* _Task instructions_
From the material beneath, pull every line with the word "particles".

START Data in this exercise

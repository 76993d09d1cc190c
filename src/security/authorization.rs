//! Passphrase gate deciding which chats may issue commands.
//!
//! Membership lives in memory and is rewritten to `auth_state.json` on every
//! change. Changing the configured passphrase never revokes existing members.

use crate::error::Result;
use crate::identity::ChatId;
use crate::persistence::{read_document, write_document};
use serde::{Deserialize, Serialize};
use std::collections::BTreeSet;
use std::path::{Path, PathBuf};
use std::sync::Mutex;

#[derive(Debug, Default, Serialize, Deserialize)]
struct AuthDocument {
    #[serde(default)]
    authorized_chats: Vec<ChatId>,
}

pub struct AuthorizationGate {
    path: PathBuf,
    passphrase: String,
    members: Mutex<BTreeSet<ChatId>>,
}

impl AuthorizationGate {
    /// Open the gate backed by `path`.
    ///
    /// A missing document is seeded from `initial_whitelist` and written. An
    /// unreadable one leaves the set empty; it is replaced on the next change.
    pub fn load(
        path: impl Into<PathBuf>,
        passphrase: &str,
        initial_whitelist: &[i64],
    ) -> Result<Self> {
        let path = path.into();
        let (members, seeded) = match read_document(&path) {
            Ok(Some(raw)) => match serde_json::from_value::<AuthDocument>(raw) {
                Ok(doc) => (doc.authorized_chats.into_iter().collect(), false),
                Err(error) => {
                    tracing::warn!(path = %path.display(), %error, "authorization document malformed, starting empty");
                    (BTreeSet::new(), false)
                }
            },
            Ok(None) => (
                initial_whitelist.iter().copied().map(ChatId).collect(),
                true,
            ),
            Err(error) => {
                tracing::warn!(path = %path.display(), %error, "authorization document unreadable, starting empty");
                (BTreeSet::new(), false)
            }
        };

        let gate = Self {
            path,
            passphrase: passphrase.trim().to_string(),
            members: Mutex::new(members),
        };
        if seeded {
            gate.save(&gate.lock())?;
        }
        Ok(gate)
    }

    pub fn path(&self) -> &Path {
        &self.path
    }

    pub fn is_authorized(&self, id: ChatId) -> bool {
        self.lock().contains(&id)
    }

    /// Admit `id` when `supplied` matches the passphrase. Returns whether it
    /// matched; a blank configured passphrase matches nothing.
    pub fn authorize(&self, id: ChatId, supplied: &str) -> Result<bool> {
        if self.passphrase.is_empty() || !constant_time_eq(supplied.trim(), &self.passphrase) {
            tracing::info!(chat_id = %id, "authorization rejected");
            return Ok(false);
        }

        let mut members = self.lock();
        members.insert(id);
        self.save(&members)?;
        tracing::info!(chat_id = %id, "chat authorized");
        Ok(true)
    }

    /// Remove `id`. Idempotent; the document is rewritten either way.
    pub fn revoke(&self, id: ChatId) -> Result<()> {
        let mut members = self.lock();
        if members.remove(&id) {
            tracing::info!(chat_id = %id, "authorization revoked");
        }
        self.save(&members)
    }

    pub fn list_authorized(&self) -> Vec<ChatId> {
        self.lock().iter().copied().collect()
    }

    fn save(&self, members: &BTreeSet<ChatId>) -> Result<()> {
        let doc = AuthDocument {
            authorized_chats: members.iter().copied().collect(),
        };
        write_document(&self.path, &doc)
    }

    fn lock(&self) -> std::sync::MutexGuard<'_, BTreeSet<ChatId>> {
        self.members
            .lock()
            .unwrap_or_else(std::sync::PoisonError::into_inner)
    }
}

fn constant_time_eq(a: &str, b: &str) -> bool {
    use subtle::ConstantTimeEq;
    a.as_bytes().ct_eq(b.as_bytes()).into()
}
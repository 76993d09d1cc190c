#![allow(dead_code)]

use std::collections::HashMap;
use std::sync::{Arc, Mutex};
use std::time::Duration;

use async_trait::async_trait;
use tempfile::TempDir;

use pipeline_pilot::channels::Notifier;
use pipeline_pilot::commands::{Dispatcher, Reply};
use pipeline_pilot::config::{HealthConfig, OverrideSource};
use pipeline_pilot::health::HealthAggregator;
use pipeline_pilot::identity::ChatId;
use pipeline_pilot::integrations::{DescriptionNote, NoteSink};
use pipeline_pilot::persistence::{CredentialStore, StateStore};
use pipeline_pilot::pipeline::{AutorunAction, PipelineTrigger, TriggerOutcome};
use pipeline_pilot::scheduler::AutorunScheduler;
use pipeline_pilot::security::AuthorizationGate;

pub const PASSPHRASE: &str = "s3cret";

#[derive(Debug, Clone, PartialEq, Eq)]
pub enum Call {
    Start(ChatId),
    Enqueue(ChatId, String),
    Autorun(ChatId, AutorunAction, Option<u32>),
}

#[derive(Default)]
pub struct RecordingTrigger {
    calls: Mutex<Vec<Call>>,
}

impl RecordingTrigger {
    pub fn calls(&self) -> Vec<Call> {
        self.calls.lock().unwrap().clone()
    }

    pub fn starts(&self) -> usize {
        self.calls()
            .iter()
            .filter(|c| matches!(c, Call::Start(_)))
            .count()
    }

    fn record(&self, call: Call) -> TriggerOutcome {
        self.calls.lock().unwrap().push(call);
        TriggerOutcome::Delivered { status: 200 }
    }
}

#[async_trait]
impl PipelineTrigger for RecordingTrigger {
    async fn trigger_start(&self, chat: ChatId) -> TriggerOutcome {
        self.record(Call::Start(chat))
    }

    async fn trigger_enqueue(&self, chat: ChatId, url: &str) -> TriggerOutcome {
        self.record(Call::Enqueue(chat, url.to_string()))
    }

    async fn trigger_autorun(
        &self,
        chat: ChatId,
        action: AutorunAction,
        minutes: Option<u32>,
    ) -> TriggerOutcome {
        self.record(Call::Autorun(chat, action, minutes))
    }
}

#[derive(Default)]
pub struct RecordingNotifier {
    messages: Mutex<Vec<(ChatId, String)>>,
}

impl RecordingNotifier {
    pub fn messages(&self) -> Vec<(ChatId, String)> {
        self.messages.lock().unwrap().clone()
    }
}

#[async_trait]
impl Notifier for RecordingNotifier {
    async fn notify(&self, chat: ChatId, text: &str) -> anyhow::Result<()> {
        self.messages.lock().unwrap().push((chat, text.to_string()));
        Ok(())
    }
}

#[derive(Default)]
pub struct DiscardNotes;

#[async_trait]
impl NoteSink for DiscardNotes {
    async fn append_description(&self, _note: DescriptionNote) -> pipeline_pilot::Result<()> {
        Ok(())
    }
}

/// A dispatcher wired to real stores in a temp dir and recording fakes at
/// the network edges.
pub struct PilotHarness {
    pub dir: TempDir,
    pub gate: Arc<AuthorizationGate>,
    pub state: Arc<StateStore>,
    pub credentials: Arc<CredentialStore>,
    pub trigger: Arc<RecordingTrigger>,
    pub notifier: Arc<RecordingNotifier>,
    pub scheduler: Arc<AutorunScheduler>,
    pub dispatcher: Dispatcher,
}

impl PilotHarness {
    pub fn new() -> Self {
        Self::in_dir(TempDir::new().unwrap())
    }

    pub fn in_dir(dir: TempDir) -> Self {
        let gate = Arc::new(
            AuthorizationGate::load(dir.path().join("auth_state.json"), PASSPHRASE, &[]).unwrap(),
        );
        let state = Arc::new(StateStore::load(dir.path().join("runtime_state.json")).unwrap());
        let credentials = Arc::new(CredentialStore::load(dir.path().join("secrets.json")));
        let trigger = Arc::new(RecordingTrigger::default());
        let notifier = Arc::new(RecordingNotifier::default());
        let scheduler = Arc::new(AutorunScheduler::new(
            Arc::clone(&state),
            Arc::clone(&trigger) as Arc<dyn PipelineTrigger>,
            Arc::clone(&notifier) as Arc<dyn Notifier>,
        ));
        let overrides: Arc<dyn OverrideSource> = Arc::new(HashMap::<String, String>::new());
        let health = Arc::new(HealthAggregator::new(
            reqwest::Client::new(),
            Arc::clone(&credentials),
            overrides,
            &HealthConfig::default(),
            Duration::from_secs(1),
        ));
        let dispatcher = Dispatcher::new(
            Arc::clone(&gate),
            Arc::clone(&scheduler),
            Arc::clone(&trigger) as Arc<dyn PipelineTrigger>,
            health,
            Arc::clone(&credentials),
            Arc::new(DiscardNotes),
        );

        Self {
            dir,
            gate,
            state,
            credentials,
            trigger,
            notifier,
            scheduler,
            dispatcher,
        }
    }

    pub async fn send(&self, chat: ChatId, text: &str) -> Reply {
        self.dispatcher
            .handle(chat, text)
            .await
            .expect("command should produce a reply")
    }
}
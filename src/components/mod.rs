//! UI components for the deck.
//!
//! Aurora/glass presentation components plus the two animated widgets
//! (count-up statistics and the scroll progress bar).

mod accent;
mod animated_counter;
mod diagrams;
mod glass_card;
mod particles;
mod progress_bar;
mod screenshot;
pub mod sections;

pub use accent::Accent;
pub use animated_counter::AnimatedCounter;
pub use diagrams::{AuthFlowDiagram, BackendFlowDiagram, DatabaseFlowDiagram, FrontendFlowDiagram};
pub use glass_card::{Feature, FeatureCard, GlassCard};
pub use particles::ParticleField;
pub use progress_bar::ScrollProgressBar;
pub use screenshot::ScreenshotPlaceholder;
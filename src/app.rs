use dioxus::prelude::*;

use crate::pages::Deck;
use crate::theme::GLOBAL_STYLES;

/// Root application component.
///
/// The deck is a single scrolling page, so there is no router: global styles
/// plus the one page.
#[component]
pub fn App() -> Element {
    rsx! {
        style { {GLOBAL_STYLES} }
        Deck {}
    }
}
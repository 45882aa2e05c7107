//! Color constants for the deck's aurora/glass aesthetic.

#![allow(dead_code)]

// === VOID (Backgrounds) ===
pub const VOID: &str = "#030014";
pub const PANEL: &str = "rgba(255, 255, 255, 0.05)";

// === PURPLE (Primary accent, headings, glass borders) ===
pub const PURPLE: &str = "#a78bfa";
pub const PURPLE_DEEP: &str = "#7c3aed";
pub const PURPLE_GLOW: &str = "rgba(168, 85, 247, 0.3)";

// === CYAN (Secondary accent, links, arrows) ===
pub const CYAN: &str = "#22d3ee";
pub const CYAN_GLOW: &str = "rgba(34, 211, 238, 0.3)";

// === SEMANTIC ACCENTS ===
pub const PINK: &str = "#f472b6";
pub const GREEN: &str = "#4ade80";
pub const YELLOW: &str = "#facc15";
pub const BLUE: &str = "#60a5fa";
pub const ORANGE: &str = "#fb923c";
pub const RED: &str = "#f87171";

// === TEXT ===
pub const TEXT_PRIMARY: &str = "#ffffff";
pub const TEXT_SECONDARY: &str = "#d1d5db";
pub const TEXT_MUTED: &str = "#9ca3af";
pub const TEXT_FAINT: &str = "#6b7280";
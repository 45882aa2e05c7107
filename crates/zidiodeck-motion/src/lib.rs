//! ZidioDeck Motion Engine
//!
//! Scroll-synchronized reveal scheduling and count-up animation for the
//! ZidioDeck presentation. The deck page is static content; everything with
//! runtime behavior lives here, free of any UI dependency:
//!
//! - **Reveal scheduling**: a declarative table of one-shot element-group
//!   reveals, some fired on mount and some armed behind scroll-position
//!   triggers. See [`RevealScheduler`].
//! - **Count-up**: per-widget `Idle -> Counting -> Done` state machine that
//!   animates an integer from 0 to its target the first time the widget is
//!   sufficiently visible. See [`CountUp`].
//! - **Scroll progress**: the clamped percentage of the page scrolled,
//!   driving the indicator bar. See [`scroll_progress`].
//! - **Ambient particles**: random scatter parameters for the decorative
//!   hero particle field. See [`ambient::scatter`].
//!
//! The engine never touches the DOM. The host feeds it [`ScrollFrame`]
//! samples and visibility ratios; it answers with which groups fire and what
//! value to display, and produces the CSS fragments the widgets render with.

pub mod ambient;
pub mod counter;
pub mod easing;
pub mod progress;
pub mod reveal;

// Re-exports
pub use ambient::{scatter, Particle, PARTICLE_COUNT};
pub use counter::{CountUp, CountUpPhase, COUNT_DURATION_MS, TICK_INTERVAL_MS, VISIBILITY_THRESHOLD};
pub use easing::Easing;
pub use progress::scroll_progress;
pub use reveal::{MotionSpec, RevealEntry, RevealScheduler, ScrollFrame, ViewportTrigger};
//! Deck page sections, one module per section, in scroll order.

mod architecture;
mod conclusion;
mod database;
mod deep_dive;
mod excellence;
mod hero;
mod modules;
mod outcomes;
mod problem;
mod roadmap;
mod roles;
mod security;
mod solution;

pub use architecture::ArchitectureSection;
pub use conclusion::ConclusionSection;
pub use database::DatabaseDesignSection;
pub use deep_dive::FeatureDeepDiveSection;
pub use excellence::TechnicalExcellenceSection;
pub use hero::HeroSection;
pub use modules::{RecruiterModuleSection, StudentModuleSection};
pub use outcomes::OutcomesSection;
pub use problem::ProblemSection;
pub use roadmap::RoadmapSection;
pub use roles::RolesSection;
pub use security::SecurityPerformanceSection;
pub use solution::SolutionSection;
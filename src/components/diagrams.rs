//! Inert request-flow diagrams for the database design section.
//!
//! These describe the (external, unimplemented) backend: purely illustrative
//! content, rendered from static stage tables. Each diagram is a column of
//! accent panels joined by bouncing arrows whose delays ramp down the column.

use dioxus::prelude::*;

use super::accent::Accent;

/// One panel in a flow column.
#[derive(Clone, Copy, PartialEq, Debug)]
pub struct FlowStage {
    pub title: &'static str,
    pub subtitle: Option<&'static str>,
    pub accent: Accent,
    /// Short descriptive lines under the title
    pub lines: &'static [&'static str],
    /// Pill-shaped tags under the lines
    pub chips: &'static [&'static str],
    /// Monospace block (request/response/SQL samples)
    pub code: Option<&'static str>,
}

impl FlowStage {
    const fn new(title: &'static str, accent: Accent) -> Self {
        Self {
            title,
            subtitle: None,
            accent,
            lines: &[],
            chips: &[],
            code: None,
        }
    }

    const fn subtitle(mut self, subtitle: &'static str) -> Self {
        self.subtitle = Some(subtitle);
        self
    }

    const fn lines(mut self, lines: &'static [&'static str]) -> Self {
        self.lines = lines;
        self
    }

    const fn chips(mut self, chips: &'static [&'static str]) -> Self {
        self.chips = chips;
        self
    }

    const fn code(mut self, code: &'static str) -> Self {
        self.code = Some(code);
        self
    }
}

#[component]
fn FlowStagePanel(stage: FlowStage) -> Element {
    rsx! {
        div { class: "flow-stage {stage.accent.class()}",
            h4 { class: "flow-stage-title", "{stage.title}" }
            if let Some(subtitle) = stage.subtitle {
                p { class: "flow-stage-subtitle", "{subtitle}" }
            }
            if !stage.lines.is_empty() {
                div { class: "flow-lines",
                    for line in stage.lines {
                        p { "{line}" }
                    }
                }
            }
            if !stage.chips.is_empty() {
                div { class: "flow-chips",
                    for chip in stage.chips {
                        span { class: "flow-chip", "{chip}" }
                    }
                }
            }
            if let Some(code) = stage.code {
                div { class: "flow-code",
                    pre { "{code}" }
                }
            }
        }
    }
}

/// A column of stages joined by arrows with ramped bounce delays.
#[component]
fn FlowColumn(stages: Vec<FlowStage>) -> Element {
    let last = stages.len().saturating_sub(1);
    rsx! {
        div { class: "flow-diagram",
            for (i, stage) in stages.into_iter().enumerate() {
                FlowStagePanel { stage: stage }
                if i < last {
                    div {
                        class: "flow-arrow",
                        style: "--arrow-delay: {i as f64 * 0.1}s;",
                        "\u{2193}"
                    }
                }
            }
        }
    }
}

// === Frontend request flow ===

const FRONTEND_FLOW: &[FlowStage] = &[
    FlowStage::new("Frontend Request", Accent::Purple).subtitle("(with JWT Token)"),
    FlowStage::new("Security Filter", Accent::Yellow)
        .lines(&["\u{2713} Validate JWT Token", "\u{2713} Check User Role"]),
    FlowStage::new("REST Controller", Accent::Blue).chips(&[
        "AuthController",
        "JobController",
        "ApplicationController",
        "UserController",
    ]),
    FlowStage::new("Service Layer", Accent::Purple)
        .lines(&["\u{2022} Business Logic", "\u{2022} Data Validation"]),
    FlowStage::new("Repository Layer", Accent::Pink)
        .lines(&["\u{2022} JPA Queries", "\u{2022} Database Operations"]),
    FlowStage::new("MySQL Database", Accent::Green)
        .lines(&["Tables:"])
        .chips(&["users", "jobs", "applications", "resumes", "messages"]),
];

/// Request flow from frontend to database with JWT authentication.
#[component]
pub fn FrontendFlowDiagram() -> Element {
    rsx! {
        FlowColumn { stages: FRONTEND_FLOW.to_vec() }
    }
}

// === Backend request lifecycle ===

const BACKEND_FLOW_TOP: &[FlowStage] = &[
    FlowStage::new("Frontend Request", Accent::Purple).code(
        "POST /api/applications\n\
         Headers: Authorization: Bearer <token>\n\
         Body: { jobId: 5, resumeUrl: \"...\", coverLetter: \"...\" }",
    ),
    FlowStage::new("Tomcat Server", Accent::Cyan).lines(&["Port 8080"]),
    FlowStage::new("Security Filter Chain", Accent::Yellow).lines(&[
        "\u{2713} Step 1: CORS Filter - check origin allowed",
        "\u{2713} Step 2: JWT Filter - extract & validate token, load user",
        "\u{2713} Step 3: Authorization - check user role/permissions",
    ]),
];

const BACKEND_FLOW_BOTTOM: &[FlowStage] = &[
    FlowStage::new("Controller Layer", Accent::Blue)
        .lines(&["ApplicationController", "@PostMapping createApplication()"])
        .chips(&["Validate input", "Get user from JWT", "Call service"]),
    FlowStage::new("Service Layer", Accent::Purple)
        .lines(&["ApplicationService - Business Logic"])
        .chips(&[
            "1. Check if already applied",
            "2. Verify job exists",
            "3. Verify job is still open",
            "4. Create application",
        ]),
    FlowStage::new("Repository Layer", Accent::Pink)
        .lines(&["ApplicationRepository"])
        .chips(&["save()", "findById()", "findByStudentId()"]),
    FlowStage::new("JPA/Hibernate", Accent::Orange).lines(&[
        "\u{2022} Convert entity to SQL statement",
        "\u{2022} Manage transaction",
        "\u{2022} Map result back to entity",
    ]),
    FlowStage::new("MySQL Database (Port 3306)", Accent::Green).code(
        "INSERT INTO applications (\n\
         \u{20}\u{20}student_id, job_id, resume_url,\n\
         \u{20}\u{20}cover_letter, status, applied_date\n\
         ) VALUES (\n\
         \u{20}\u{20}3, 5, '...pdf', 'I am...',\n\
         \u{20}\u{20}'PENDING', NOW()\n\
         );\n\n\
         \u{2713} Record inserted\n\
         \u{2713} ID generated: 42",
    ),
];

const BACKEND_RESPONSE: FlowStage = FlowStage::new("HTTP Response to Frontend", Accent::Green)
    .code(
        "Status: 201 Created\n\
         Body: {\n\
         \u{20}\u{20}\"id\": 42,\n\
         \u{20}\u{20}\"studentId\": 3,\n\
         \u{20}\u{20}\"jobId\": 5,\n\
         \u{20}\u{20}\"status\": \"PENDING\",\n\
         \u{20}\u{20}\"appliedDate\": \"2025-11-18...\"\n\
         }",
    );

/// Complete backend request lifecycle, including the token decision split.
#[component]
pub fn BackendFlowDiagram() -> Element {
    rsx! {
        FlowColumn { stages: BACKEND_FLOW_TOP.to_vec() }
        div { class: "flow-diagram",
            div { class: "flow-arrow", "\u{2193}" }
            div { class: "decision-grid",
                div { class: "flow-stage accent-red",
                    h4 { class: "flow-stage-title", "\u{2717} Token Invalid" }
                    p { class: "flow-stage-subtitle", "Return 401 Unauthorized" }
                }
                div { class: "flow-stage accent-green",
                    h4 { class: "flow-stage-title", "\u{2713} Token Valid" }
                    p { class: "flow-stage-subtitle", "Continue to Controller" }
                }
            }
            div { class: "flow-arrow", style: "--arrow-delay: 0.3s;", "\u{2193}" }
        }
        FlowColumn { stages: BACKEND_FLOW_BOTTOM.to_vec() }
        div { class: "flow-note-wrap",
            span { class: "flow-note",
                "\u{2191} Response flows back up through all layers \u{2191}"
            }
        }
        FlowColumn { stages: vec![BACKEND_RESPONSE] }
    }
}

// === Authentication and data retrieval flows ===

const AUTH_LOGIN_FLOW: &[FlowStage] = &[
    FlowStage::new("Login Request", Accent::Purple).code(
        "POST /api/auth/login\n\
         {\n\
         \u{20}\u{20}email: \"john@email.com\",\n\
         \u{20}\u{20}password: \"pass123\"\n\
         }",
    ),
    FlowStage::new("AuthController", Accent::Blue).lines(&["login()"]),
    FlowStage::new("AuthService", Accent::Cyan).lines(&[
        "1. Find user by email",
        "2. Check password with BCrypt",
        "3. If valid, generate JWT",
    ]),
    FlowStage::new("JwtService", Accent::Yellow).lines(&[
        "\u{2022} Create claims",
        "\u{2022} Set expiration (24hrs)",
        "\u{2022} Sign with secret key",
        "\u{2022} Return token string",
    ]),
    FlowStage::new("Auth Response", Accent::Green).code(
        "{\n\
         \u{20}\u{20}\"token\": \"eyJhbGc...\",\n\
         \u{20}\u{20}\"user\": {\n\
         \u{20}\u{20}\u{20}\u{20}\"id\": 3,\n\
         \u{20}\u{20}\u{20}\u{20}\"name\": \"John Doe\",\n\
         \u{20}\u{20}\u{20}\u{20}\"role\": \"STUDENT\"\n\
         \u{20}\u{20}}\n\
         }",
    ),
];

const AUTH_DATA_FLOW: &[FlowStage] = &[
    FlowStage::new("GET Request", Accent::Purple).code(
        "GET /api/jobs?\n\
         \u{20}\u{20}location=NewYork&\n\
         \u{20}\u{20}type=FULL_TIME\n\n\
         Headers: {\n\
         \u{20}\u{20}Authorization: Bearer <TOKEN>\n\
         }",
    ),
    FlowStage::new("Security Filters", Accent::Yellow).lines(&["\u{2713} JWT validated"]),
    FlowStage::new("JobController", Accent::Blue).lines(&[
        "getAllJobs()",
        "\u{2022} Extract query params",
        "\u{2022} Call service",
    ]),
    FlowStage::new("JobService", Accent::Cyan).lines(&[
        "searchJobs()",
        "\u{2022} Build filter criteria",
        "\u{2022} Call repository",
    ]),
    FlowStage::new("JobRepository", Accent::Pink).lines(&["findByLocationAndJobType()"]),
    FlowStage::new("Hibernate/JPA", Accent::Orange).code(
        "SELECT * FROM jobs\n\
         WHERE location = 'NewYork'\n\
         AND job_type = 'FULL_TIME'\n\
         AND status = 'OPEN'",
    ),
    FlowStage::new("MySQL Database", Accent::Green)
        .lines(&["\u{2022} Executes query", "\u{2022} Returns 15 rows"]),
];

/// Side-by-side login and filtered-fetch request flows.
#[component]
pub fn AuthFlowDiagram() -> Element {
    rsx! {
        div { class: "diagram-pair",
            div {
                h4 { class: "diagram-pair-title text-gradient-purple-cyan", "Authentication Flow" }
                p { class: "diagram-pair-subtitle", "User Login Process" }
                FlowColumn { stages: AUTH_LOGIN_FLOW.to_vec() }
            }
            div {
                h4 { class: "diagram-pair-title text-gradient-purple-cyan", "Data Retrieval Flow" }
                p { class: "diagram-pair-subtitle", "Fetching Jobs with Filters" }
                FlowColumn { stages: AUTH_DATA_FLOW.to_vec() }
            }
        }
    }
}

// === Layered request lifecycle ===

const DATABASE_FLOW: &[FlowStage] = &[
    FlowStage::new("Frontend Request", Accent::Purple).subtitle("(with JWT Token)"),
    FlowStage::new("Security Filter", Accent::Cyan)
        .lines(&["\u{2022} Validate JWT Token", "\u{2022} Check User Role"]),
    FlowStage::new("REST Controller", Accent::Pink).lines(&[
        "\u{2022} AuthController",
        "\u{2022} JobController",
        "\u{2022} ApplicationController",
        "\u{2022} UserController",
    ]),
    FlowStage::new("Service Layer", Accent::Purple)
        .lines(&["\u{2022} Business Logic", "\u{2022} Data Validation"]),
    FlowStage::new("Repository Layer", Accent::Cyan)
        .lines(&["\u{2022} JPA Queries", "\u{2022} Database Operations"]),
    FlowStage::new("MySQL Database", Accent::Green)
        .lines(&["Tables:"])
        .chips(&["users", "jobs", "applications", "resumes", "messages"]),
];

/// Complete request lifecycle from frontend to database.
#[component]
pub fn DatabaseFlowDiagram() -> Element {
    rsx! {
        FlowColumn { stages: DATABASE_FLOW.to_vec() }
    }
}

#[cfg(test)]
mod tests {
    use super::*;

    #[test]
    fn flow_tables_are_well_formed() {
        for flow in [FRONTEND_FLOW, BACKEND_FLOW_TOP, BACKEND_FLOW_BOTTOM, AUTH_LOGIN_FLOW, AUTH_DATA_FLOW, DATABASE_FLOW] {
            assert!(!flow.is_empty());
            for stage in flow {
                assert!(!stage.title.is_empty());
            }
        }
    }

    #[test]
    fn frontend_and_database_flows_end_at_mysql() {
        assert!(FRONTEND_FLOW.last().unwrap().title.contains("MySQL"));
        assert!(DATABASE_FLOW.last().unwrap().title.contains("MySQL"));
    }
}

END Data in this exercise

* _Answer space_
mod particles;
pub use particles::ParticleField;
//! - **Ambient particles**: random scatter parameters for the decorative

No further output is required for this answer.